LUI only has keyboard support as of yet.

Widgets currently exported by LUI[edit]

  • Grid -- places child widgets in a grid, and allows moving the keyboard focus (selected child).
  • Box -- Horizontal/Vertical boxes are just specializations of Grids to a size of 1 in one of the dimensions.
  • TextEdit -- A standard line text editor
  • TextView -- A simple label, cannot be edited
  • Space -- A simple spacer widget
  • FocusDelegator -- Wrap your widgets with this widget, and the user will be able to select the widget itself (in which state the widget does not have focus, but is selected).
  • Adapter -- Allows adapting an existing widget's model (with a Data.Accessor), image or size.
  • KeysTable -- Given a map of event handlers, can display the documentation of the event groups to the user.
  • Scroll -- A sized "scrolling window" into a larger widget. No scroll bars yet...
  • Unfocusable -- Prevent focus from going into the child widget, but still display the child widget.

Focus delegation[edit]

The top-level widget always has focus. It may choose to pass its focus to a child widget, if it has any. For example, a Grid widget will pass its focus to the selected child. A FocusDelegator will pass its focus to its selected child if it is in child mode, and stop doing so when going to self-mode.

To implement focus delegation, widgets simply merge the child widget's event map with their own event map however they see fit.

A navigational widget (one that implements some notion of a "cursor") will typically prefer its children key bindings over its own. Unless overridden by a child widget's key mapping, it will merge its event map into the child's. When its cursor "hits the end", the widget stops mapping the keys that no longer have meaning, and thereby exposes any parent widget mapping.

The above trick allows a hierarchy of navigational widgets to exist, allowing the user to use the same keys to go in a general direction. In practice, the user is sending navigation keys to different widgets at different times, but the experience the user gets is that of moving a global cursor.

Use of accessors[edit]

Widgets only edit a model, and have no additional state of their own. This means that the entire widget state, including its GUI state is stored within the model. A widget is typically created with an accessor (See Data.Accessor) to the model, that can pull the exact information it needs from the entire model.

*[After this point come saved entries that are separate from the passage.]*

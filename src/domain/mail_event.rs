//! Mail-watch events consumed by the notification router.

use chrono::{DateTime, Utc};
use serde::Serialize;

/// "Mailbox M received new mail."
///
/// Upstream de-duplicates to one event per mail-history delta, not one per
/// message.
#[derive(Debug, Clone, PartialEq, Eq, Serialize)]
pub struct MailEvent {
    /// Mailbox address that received mail.
    pub mailbox: String,
    /// When the delta was observed.
    pub timestamp: DateTime<Utc>,
}

impl MailEvent {
    /// Creates an event for `mailbox` stamped with the current time.
    #[must_use]
    pub fn new(mailbox: impl Into<String>) -> Self {
        Self {
            mailbox: mailbox.into(),
            timestamp: Utc::now(),
        }
    }
}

This model makes no distinction between the importance of a cursor, and of the text that a TextEdit edits, for example. The accessor given to the TextEdit widget, however, allows complete control of exactly where the text and cursor are stored within the model. One can store important text in an important part of the data structure, while placing the cursor in some GUI-state part of the model.

Transactional updates[edit]

This model is *transactional*, because a widget can only return a whole new model at once. For example, a TextEdit must update both the text and cursor at the same time. The widget user can of course reject any such update which would reject the entire transaction, without accidentally rejecting a text edit but letting the cursor move outside valid range.